Il cinema in rosa di Vittorio Sala
Tipologia:  Articolo
Testata:  La Repubblica, ed. Palermo
Data/e:  21 settembre 2014
Autore:  Umberto Cantone
Articolo: 
A stemperare la programmatica cupezza dei registi del Neorealismo, pronti a esporre i “panni sporchi” dell’Italia traumatizzata dal Caos bellico, provvidero certi volitivi mestieranti del Grande schermo che si fecero ottimistici cantori della Ricostruzione e del Miracolo economico guidato dalla Democrazia Cristiana al potere.
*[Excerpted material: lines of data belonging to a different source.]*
//! formats a [`Recording`] into a [`Frame`] of styled text.

use {
    crate::{
        config::{Config, Threshold},
        history::{Ceiling, History},
        meter::Meter,
        sentinel::{Recording, Trends},
    },
    crossterm::style::{Color, StyledContent, Stylize, style},
    std::fmt::{Display, Write},
};

/// a color tier, chosen by comparing a value against a [`Threshold`].
#[derive(Clone, Copy, Debug, Eq, PartialEq)]
pub enum Tier {
    Nominal,
    Warning,
    Danger,
}

/// one complete rendered snapshot of the display.
///
/// lines carry no trailing newline; the [`Screen`](crate::window::Screen) adds those. a rendered
/// line never exceeds the width of the terminal, so each occupies exactly one row.
#[derive(Clone, Debug, Default, PartialEq)]
pub struct Frame {
    lines: Vec<String>,
}

/// returns the tier of `value`.
///
/// values at or above `danger` are in danger, and values at or above `warn` warrant a warning.
/// when `invert` is set, higher values are better and the tiers are reversed.
pub fn colorize(value: f64, warn: f64, danger: f64, invert: bool) -> Tier {
    let tier = if value >= danger {
        Tier::Danger
    } else if value >= warn {
        Tier::Warning
    } else {
        Tier::Nominal
    };

    if invert { tier.inverted() } else { tier }
}

// === impl Tier ===

impl Tier {
    pub fn color(self) -> Color {
        match self {
            Self::Nominal => Color::Green,
            Self::Warning => Color::Yellow,
            Self::Danger => Color::Red,
        }
    }

    /// styles `content` in this tier's color.
    pub fn paint<D: Display>(self, content: D) -> StyledContent<D> {
        style(content).with(self.color())
    }

    fn inverted(self) -> Self {
        match self {
            Self::Nominal => Self::Danger,
            Self::Warning => Self::Warning,
            Self::Danger => Self::Nominal,
        }
    }
}

impl Threshold {
    pub fn tier(&self, value: f64) -> Tier {
        let Self { warn, danger } = *self;
        colorize(value, warn, danger, false)
    }
}

// === impl Frame ===

impl Frame {
    /// renders the display for a terminal `cols` columns wide.
    pub fn render(recording: &Recording, trends: &Trends, config: &Config, cols: u16) -> Self {
        let mut frame = Builder {
            lines: Vec::new(),
            config,
            cols: cols.max(1) as usize,
            rule: cols.saturating_sub(config.margin as u16).max(1) as usize,
            bar: Meter::width_for(cols, config.min_bar_width),
        };

        frame.banner();
        frame.system(recording);
        frame.rule('-');
        frame.cpu(recording, trends);
        frame.rule('-');
        frame.memory(recording);
        frame.rule('-');
        frame.disk(recording);
        frame.rule('-');
        frame.network(recording, trends);
        frame.rule('=');

        Self { lines: frame.lines }
    }

    pub fn lines(&self) -> &[String] {
        &self.lines
    }

    /// the number of lines this frame occupies on screen.
    pub fn len(&self) -> usize {
        self.lines.len()
    }

    pub fn is_empty(&self) -> bool {
        self.lines.is_empty()
    }
}

impl<S: Into<String>> FromIterator<S> for Frame {
    fn from_iter<I: IntoIterator<Item = S>>(lines: I) -> Self {
        Self {
            lines: lines.into_iter().map(Into::into).collect(),
        }
    }
}

/// accumulates the lines of a frame.
struct Builder<'a> {
    lines: Vec<String>,
    config: &'a Config,
    /// the width of the terminal.
    cols: usize,
    /// the width of separators.
    rule: usize,
    /// the width of progress bars.
    bar: usize,
}

impl<'a> Builder<'a> {
    /// returns the configuration, without holding a borrow of the builder.
    fn config(&self) -> &'a Config {
        self.config
    }

    /// appends `line`, clipped so that it cannot wrap.
    fn push(&mut self, line: String) {
        self.lines.push(clip(&line, self.cols));
    }

    fn rule(&mut self, c: char) {
        let rule = std::iter::repeat_n(c, self.rule).collect::<String>();
        self.push(rule.with(Color::Cyan).to_string());
    }

    fn heading(&mut self, title: impl Display) {
        self.push(format!(" [ {title} ]").bold().to_string());
    }

    fn banner(&mut self) {
        let refresh = self.config.interval.as_secs_f64();
        self.rule('=');
        self.push(
            format!(" HOSTWATCH STATUS MONITOR | AUTO REFRESH: {refresh}S")
                .with(Color::Cyan)
                .bold()
                .to_string(),
        );
        self.rule('=');
    }

    fn system(&mut self, Recording { system, .. }: &Recording) {
        self.heading("SYSTEM");
        self.push(format!(" OS:     {} ({})", system.os, system.kernel));
        self.push(format!(" Model:  {}", system.machine_label()));
        self.push(format!(" CPU:    {}", system.cpu_model));
        self.push(format!(" Uptime: {}", system.uptime));
    }

    fn cpu(
        &mut self,
        Recording {
            cpu_percent,
            cores,
            temperature,
            load,
            power,
            ..
        }: &Recording,
        trends: &Trends,
    ) {
        let Config {
            thresholds,
            history,
            ..
        } = self.config();
        self.heading("CPU");

        let usage = format!("{} {cpu_percent:>5.1}%", Meter::new(*cpu_percent, self.bar));
        self.push(format!(
            " Usage: {} | Cores: {cores}",
            thresholds.cpu.tier(*cpu_percent).paint(usage)
        ));
        self.push(format!(
            " Trend: {}",
            sparkline(&trends.cpu, Ceiling::Fixed(100.0), *history)
        ));

        // a zone reading zero is not a working sensor.
        let temperature = match temperature {
            Some(t) if *t > 0.0 => thresholds
                .temperature
                .tier(*t)
                .paint(format!("{t:.1}°C"))
                .to_string(),
            _ => "N/A".to_owned(),
        };
        let load = match load {
            Some(l) => format!("{:.2} {:.2} {:.2}", l.one, l.five, l.fifteen),
            None => "N/A".to_owned(),
        };
        self.push(format!(" Temp:  {} | Load: {load}", pad(&temperature, 8)));

        // counters that did not advance this tick read as unavailable.
        let power = match power {
            Some(w) if *w > 0.0 => thresholds
                .power
                .tier(*w)
                .paint(format!("{w:.1} W"))
                .to_string(),
            _ => "N/A (RAPL/hwmon unsupported)".to_owned(),
        };
        self.push(format!(" Power: {power}"));
    }

    fn memory(&mut self, Recording { ram, swap, .. }: &Recording) {
        let Config { thresholds, .. } = self.config();
        self.heading("RAM & SWAP");

        let line = format!(
            "{} {}MB / {}MB ({}%)",
            Meter::new(ram.percent, self.bar),
            ram.used / 1024,
            ram.total / 1024,
            ram.percent as u64,
        );
        self.push(format!(" RAM:  {}", thresholds.ram.tier(ram.percent).paint(line)));

        let line = if swap.total > 0 {
            format!(
                "{} {}MB / {}MB ({}%)",
                Meter::new(swap.percent, self.bar),
                swap.used / 1024,
                swap.total / 1024,
                swap.percent as u64,
            )
        } else {
            format!("{} 0MB (Disabled)", Meter::new(0.0, self.bar))
        };
        self.push(format!(
            " Swap: {}",
            thresholds.swap.tier(swap.percent).paint(line)
        ));
    }

    fn disk(&mut self, Recording { disk, .. }: &Recording) {
        let Config { thresholds, .. } = self.config();
        self.heading("DISK /");

        let Some(disk) = disk else {
            self.push(" Space: N/A".to_owned());
            self.push(" Inode: N/A".to_owned());
            return;
        };

        let space = format!(
            "{} {:.1}GB / {:.1}GB ({}%)",
            Meter::new(disk.percent_used, self.bar),
            disk.used_gb,
            disk.total_gb,
            disk.percent_used as u64,
        );
        self.push(format!(
            " Space: {}",
            thresholds.disk.tier(disk.percent_used).paint(space)
        ));

        let inodes = format!("{}% Used", disk.inode_percent_used as u64);
        self.push(format!(
            " Inode: {}",
            thresholds.inodes.tier(disk.inode_percent_used).paint(inodes)
        ));
    }

    fn network(&mut self, Recording { net, throughput, .. }: &Recording, trends: &Trends) {
        let (interface, drops, errors) = match net {
            Some(net) => (net.interface.as_str(), net.rx_drop, net.rx_errors),
            None => ("N/A", 0, 0),
        };
        self.heading(format_args!("NETWORK ({interface})"));

        // any drop or error at all is bad.
        let flag = |count: u64| colorize(count as f64, 1.0, 1.0, false).paint(count);
        let history = self.config.history;

        let rx = format!("{:>8.2} Mbps", throughput.rx_mbps);
        self.push(format!(
            " RX In:  {rx} {} [ Loss: {} ]",
            sparkline(&trends.rx, Ceiling::Auto, history),
            flag(drops)
        ));
        let tx = format!("{:>8.2} Mbps", throughput.tx_mbps);
        self.push(format!(
            " TX Out: {tx} {} [ Err:  {} ]",
            sparkline(&trends.tx, Ceiling::Auto, history),
            flag(errors)
        ));
    }
}

/// renders `history` as a strip of glyphs, right-aligned within `width` cells.
fn sparkline(history: &History, ceiling: Ceiling, width: usize) -> String {
    let mut out = " ".repeat(width.saturating_sub(history.len()));
    for level in history.levels(ceiling) {
        // writing to a string cannot fail.
        let _ = write!(out, "{}", level.tier().paint(level.glyph()));
    }
    out
}

/// pads plain or styled `text` with spaces to `width` visible characters.
fn pad(text: &str, width: usize) -> String {
    let visible = visible_width(text);
    format!("{text}{}", " ".repeat(width.saturating_sub(visible)))
}

/// truncates `text` to `width` visible characters.
///
/// escape sequences are always kept, so styling that was opened is still reset.
fn clip(text: &str, width: usize) -> String {
    let mut out = String::with_capacity(text.len());
    let mut chars = text.chars();
    let mut visible = 0;
    while let Some(c) = chars.next() {
        if c == '\x1b' {
            out.push(c);
            for c in chars.by_ref() {
                out.push(c);
                if c.is_ascii_alphabetic() {
                    break;
                }
            }
        } else if visible < width {
            out.push(c);
            visible += 1;
        }
    }
    out
}

/// counts the characters of `text` that are not part of an escape sequence.
fn visible_width(text: &str) -> usize {
    let mut chars = text.chars();
    let mut width = 0;
    while let Some(c) = chars.next() {
        if c == '\x1b' {
            // skip the control sequence, through its final byte.
            chars.by_ref().find(|c| c.is_ascii_alphabetic());
        } else {
            width += 1;
        }
    }
    width
}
Uno di questi è stato Vittorio Sala (1918-1996), cineasta eclettico, palermitano di nascita e romano d’adozione, che brillò da esordiente al Centro Sperimentale di Cinematografia firmando, alla fine degli anni Trenta, divulgativi film d’arte sul Pinturicchio, sulla “Luce degli impressionisti” e su Palermo normanna.
Dal dopoguerra in poi, dopo una parentesi da critico cinematografico de “Il Popolo”, Sala continuò ad alimentare la propria vocazione di documentarista prima con brevi “tranches de vie” pittoreschi (come “Erice città del silenzio” o come “Notturno” del 1950 sulle briose “ore piccole” romane) e poi con cortometraggi di propaganda governativa come “Le case per gli italiani” (1958), movimentata storia di una coppia di fidanzatini in cerca di abitazione utilizzata per illustrare, con l’ausilio di grafici e dati statistici degni delle odierne “slide” renziane, il Piano di edilizia pubblica INA–Casa promosso da Fanfani, inossidabile ministro e “agrimensore” della Dc.
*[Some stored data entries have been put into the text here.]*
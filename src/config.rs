use std::time::Duration;

/// tunables for the display.
#[derive(Clone, Debug, PartialEq)]
pub struct Config {
    /// how long to sleep between ticks.
    pub interval: Duration,
    /// how many samples each trend retains.
    pub history: usize,
    /// the narrowest a progress bar may be.
    pub min_bar_width: usize,
    /// columns left unused at the right edge of separators.
    pub margin: usize,
    pub thresholds: Thresholds,
}

/// a warning and a danger level for one metric.
#[derive(Clone, Copy, Debug, PartialEq)]
pub struct Threshold {
    pub warn: f64,
    pub danger: f64,
}

#[derive(Clone, Debug, PartialEq)]
pub struct Thresholds {
    /// cpu usage, in percent.
    pub cpu: Threshold,
    /// cpu temperature, in degrees celsius.
    pub temperature: Threshold,
    /// cpu power draw, in watts.
    pub power: Threshold,
    pub ram: Threshold,
    pub swap: Threshold,
    pub disk: Threshold,
    pub inodes: Threshold,
}

// === impl Config ===

impl Default for Config {
    fn default() -> Self {
        Self {
            interval: Duration::from_millis(1000),
            history: 20,
            min_bar_width: 5,
            margin: 2,
            thresholds: Thresholds::default(),
        }
    }
}

// === impl Threshold ===

impl Threshold {
    pub const fn new(warn: f64, danger: f64) -> Self {
        Self { warn, danger }
    }
}

// === impl Thresholds ===

impl Default for Thresholds {
    fn default() -> Self {
        Self {
            cpu: Threshold::new(70.0, 90.0),
            temperature: Threshold::new(75.0, 85.0),
            power: Threshold::new(100.0, 200.0),
            ram: Threshold::new(80.0, 95.0),
            swap: Threshold::new(1.0, 50.0),
            disk: Threshold::new(80.0, 95.0),
            inodes: Threshold::new(80.0, 90.0),
        }
    }
}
Anche quando si misurò con i lungometraggi di finzione, Sala non rinunciò alla propria rosea e vitalistica weltanschauung diventando un giocoso artigiano dei generi, sul setsempre “divertente, capriccioso e assillato da problemi di donne” (come lo ricorda qualche collega).
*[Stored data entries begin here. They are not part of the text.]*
use std::sync::Arc;
use std::time::Duration;

use chrono::{Datelike, Utc};
use serde::Serialize;
use tokio::time::timeout;
use tracing::{error, info, warn};
use uuid::Uuid;

use crate::engine::earnings::COURIER_SHARE;
use crate::error::AppError;
use crate::models::delivery::DeliveryStatus;
use crate::models::payout::{Payout, PayoutBreakdown, PayoutStatus};
use crate::state::{AppState, DeliveryEvent};

/// Batch the courier's settled, not-yet-paid deliveries from the trailing
/// 7-day window into one payout and drive the external transfer.
///
/// Idempotent per (courier, ISO week): repeat calls in the same week return
/// `None`, and every batched delivery is stamped with the payout id under its
/// own entry guard, so no delivery can ever be paid twice.
pub async fn create_weekly_payout(
    state: &AppState,
    courier_id: Uuid,
) -> Result<Option<Payout>, AppError> {
    let account = {
        let courier = state
            .couriers
            .get(&courier_id)
            .ok_or_else(|| AppError::NotFound(format!("courier {courier_id} not found")))?;
        courier.payout_account.clone()
    };

    let now = Utc::now();
    let period_end = now;
    let period_start = now - chrono::Duration::days(7);
    let week = now.iso_week();
    let period_key = format!("{}-W{:02}", week.year(), week.week());

    let duplicate = state.payouts.iter().any(|entry| {
        entry.courier_id == courier_id && entry.period_key == period_key
    });
    if duplicate {
        info!(courier_id = %courier_id, period = %period_key, "payout already exists, no-op");
        return Ok(None);
    }

    let candidate_ids: Vec<Uuid> = state
        .deliveries
        .iter()
        .filter_map(|entry| {
            let d = entry.value();
            let eligible = d.courier.courier_id() == Some(courier_id)
                && d.status == DeliveryStatus::Delivered
                && d.settled
                && d.payout_id.is_none()
                && d.actual_delivery_time
                    .is_some_and(|at| at > period_start && at <= period_end);
            eligible.then_some(d.id)
        })
        .collect();

    let payout_id = Uuid::new_v4();
    let mut breakdown = PayoutBreakdown::default();
    let mut gross = 0.0;
    let mut claimed = 0u32;

    // Claim each delivery under its guard; a concurrent batch that got there
    // first simply wins that delivery.
    for delivery_id in candidate_ids {
        let Some(mut delivery) = state.deliveries.get_mut(&delivery_id) else {
            continue;
        };
        if delivery.payout_id.is_some() {
            continue;
        }
        let Some(earnings) = delivery.earnings.clone() else {
            continue;
        };

        delivery.payout_id = Some(payout_id);

        breakdown.base_fees += earnings.base_fee;
        breakdown.distance_bonuses += earnings.distance_bonus;
        breakdown.wait_time_bonuses += earnings.wait_time_bonus;
        breakdown.peak_hour_bonuses += earnings.peak_hour_bonus;
        breakdown.tips += earnings.tip;
        gross += earnings.total;
        claimed += 1;
    }

    if claimed == 0 {
        info!(courier_id = %courier_id, "no settled deliveries to pay out, no-op");
        return Ok(None);
    }

    let net = (gross - breakdown.tips) * COURIER_SHARE + breakdown.tips;

    let payout = Payout {
        id: payout_id,
        courier_id,
        period_start,
        period_end,
        period_key,
        breakdown,
        gross,
        net,
        delivery_count: claimed,
        status: PayoutStatus::Pending,
        transfer_ref: None,
        created_at: now,
        completed_at: None,
    };
    state.payouts.insert(payout_id, payout);

    info!(
        courier_id = %courier_id,
        payout_id = %payout_id,
        deliveries = claimed,
        net,
        "payout batched"
    );

    drive_transfer(state, payout_id, &account).await;

    Ok(state.payouts.get(&payout_id).map(|p| p.clone()))
}

/// Push one payout through the payment processor. Failure leaves the payout
/// in `failed` for the retry job; it is never dropped.
async fn drive_transfer(state: &AppState, payout_id: Uuid, account: &str) {
    let (courier_id, net, memo) = {
        let Some(mut payout) = state.payouts.get_mut(&payout_id) else {
            return;
        };
        payout.status = PayoutStatus::Processing;
        (
            payout.courier_id,
            payout.net,
            format!("weekly payout {}", payout.period_key),
        )
    };

    let amount_cents = (net * 100.0).round() as i64;
    let deadline = Duration::from_millis(state.config.transfer_timeout_ms);
    let result = timeout(deadline, state.payments.transfer(account, amount_cents, &memo)).await;

    match result {
        Ok(Ok(receipt)) => {
            if let Some(mut payout) = state.payouts.get_mut(&payout_id) {
                payout.transfer_ref = Some(receipt.reference);
            }
            complete_payout(state, payout_id);
        }
        Ok(Err(err)) => {
            mark_failed(state, payout_id);
            warn!(payout_id = %payout_id, error = %err, "payout transfer failed, will retry");
        }
        Err(_) => {
            mark_failed(state, payout_id);
            warn!(
                payout_id = %payout_id,
                timeout_ms = state.config.transfer_timeout_ms,
                "payout transfer timed out, will retry"
            );
        }
    }
}

/// Settle a payout as completed. The courier's balance is debited only on the
/// first completion, so a retry that lands after a late success callback
/// cannot debit twice.
fn complete_payout(state: &AppState, payout_id: Uuid) {
    let now = Utc::now();

    let (courier_id, net, first_completion) = {
        let Some(mut payout) = state.payouts.get_mut(&payout_id) else {
            return;
        };
        let first = payout.completed_at.is_none();
        payout.status = PayoutStatus::Completed;
        if first {
            payout.completed_at = Some(now);
        }
        (payout.courier_id, payout.net, first)
    };

    if first_completion {
        if let Some(mut courier) = state.couriers.get_mut(&courier_id) {
            courier.balance -= net;
            courier.updated_at = now;
        }
        state
            .metrics
            .payouts_total
            .with_label_values(&["completed"])
            .inc();
        state.broadcast(DeliveryEvent::PayoutCompleted {
            payout_id,
            courier_id,
            net,
        });
    }

    info!(payout_id = %payout_id, net, "payout transfer completed");
}

fn mark_failed(state: &AppState, payout_id: Uuid) {
    if let Some(mut payout) = state.payouts.get_mut(&payout_id) {
        payout.status = PayoutStatus::Failed;
    }
    state
        .metrics
        .payouts_total
        .with_label_values(&["failed"])
        .inc();
}

/// Processor callback: the transfer we drove earlier has settled (or bounced)
/// on the provider side. Looked up by the transfer reference we were handed.
pub fn apply_transfer_callback(
    state: &AppState,
    reference: &str,
    succeeded: bool,
) -> Result<Payout, AppError> {
    let payout_id = state
        .payouts
        .iter()
        .find(|entry| entry.transfer_ref.as_deref() == Some(reference))
        .map(|entry| entry.id)
        .ok_or_else(|| {
            AppError::NotFound(format!("no payout with transfer reference {reference}"))
        })?;

    if succeeded {
        complete_payout(state, payout_id);
    } else {
        mark_failed(state, payout_id);
        warn!(payout_id = %payout_id, reference, "transfer bounced, payout queued for retry");
    }

    state
        .payouts
        .get(&payout_id)
        .map(|p| p.clone())
        .ok_or_else(|| AppError::Internal(format!("payout {payout_id} disappeared")))
}

/// Background job: periodically re-drives transfers for payouts stuck in
/// `pending` or `failed`.
pub async fn run_payout_retry(state: Arc<AppState>) {
    let interval = Duration::from_secs(state.config.payout_retry_interval_secs);
    info!(
        interval_secs = state.config.payout_retry_interval_secs,
        "payout retry job started"
    );

    loop {
        tokio::time::sleep(interval).await;
        retry_stuck_payouts(&state).await;
    }
}

/// One retry pass over stuck payouts; the loop above and tests share it.
pub async fn retry_stuck_payouts(state: &AppState) {
    let stuck: Vec<(Uuid, Uuid)> = state
        .payouts
        .iter()
        .filter(|entry| matches!(entry.status, PayoutStatus::Pending | PayoutStatus::Failed))
        .map(|entry| (entry.id, entry.courier_id))
        .collect();

    for (payout_id, courier_id) in stuck {
        let Some(account) = state
            .couriers
            .get(&courier_id)
            .map(|c| c.payout_account.clone())
        else {
            error!(payout_id = %payout_id, "payout references unknown courier");
            continue;
        };

        info!(payout_id = %payout_id, "retrying payout transfer");
        drive_transfer(state, payout_id, &account).await;
    }
}

#[derive(Debug, Clone, Serialize)]
pub struct PayoutSummary {
    pub courier_id: Uuid,
    pub balance: f64,
    pub pending_payout_total: f64,
    pub lifetime_earnings: f64,
    pub last_completed_payout: Option<Payout>,
}

pub fn get_payout_summary(state: &AppState, courier_id: Uuid) -> Result<PayoutSummary, AppError> {
    let (balance, lifetime_earnings) = {
        let courier = state
            .couriers
            .get(&courier_id)
            .ok_or_else(|| AppError::NotFound(format!("courier {courier_id} not found")))?;
        (courier.balance, courier.lifetime_earnings)
    };

    let mut pending_payout_total = 0.0;
    let mut last_completed: Option<Payout> = None;

    for entry in state.payouts.iter() {
        if entry.courier_id != courier_id {
            continue;
        }
        match entry.status {
            PayoutStatus::Completed => {
                let newer = last_completed
                    .as_ref()
                    .map(|p| entry.completed_at > p.completed_at)
                    .unwrap_or(true);
                if newer {
                    last_completed = Some(entry.clone());
                }
            }
            _ => pending_payout_total += entry.net,
        }
    }

    Ok(PayoutSummary {
        courier_id,
        balance,
        pending_payout_total,
        lifetime_earnings,
        last_completed_payout: last_completed,
    })
}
Tutti i suoi film (reperibili oggi in Dvd) ostentano lo stile “Dolce vita da esportazione”: dal pepato musicarello “Canzoni nel mondo” del 1963 (un inno alla procacità femminile con Mina, Dean Martin e uno stuolo di esotiche spogliarelliste), al peplum “La regina delle amazzoni”, girato come un varietà scollacciato, al fumettistico e molto glamour “Berlino– Appuntamento per le spie”, fino a un paio di commedie vacanziere che anticiparono i cine-panettoni dei Vanzina.
In una di queste, “Costa azzurra” del 1959, Sala osò l’inosabile e, con una disinvoltura poco democristiana, montò l’esibizione sexy di un travestito, per di più affidando ad Alberto Sordi il ruolo di un coatto in trasferta dorata che accetta le avances sessuali di un regista gay in cambio di un provino, poi convinto a desistere dalla manesca consorte. E così il film fu vietato ai minori di anni 16 e passò alla Storia come il primo queer-movie all’italiana diretto da un fanfaniano doc.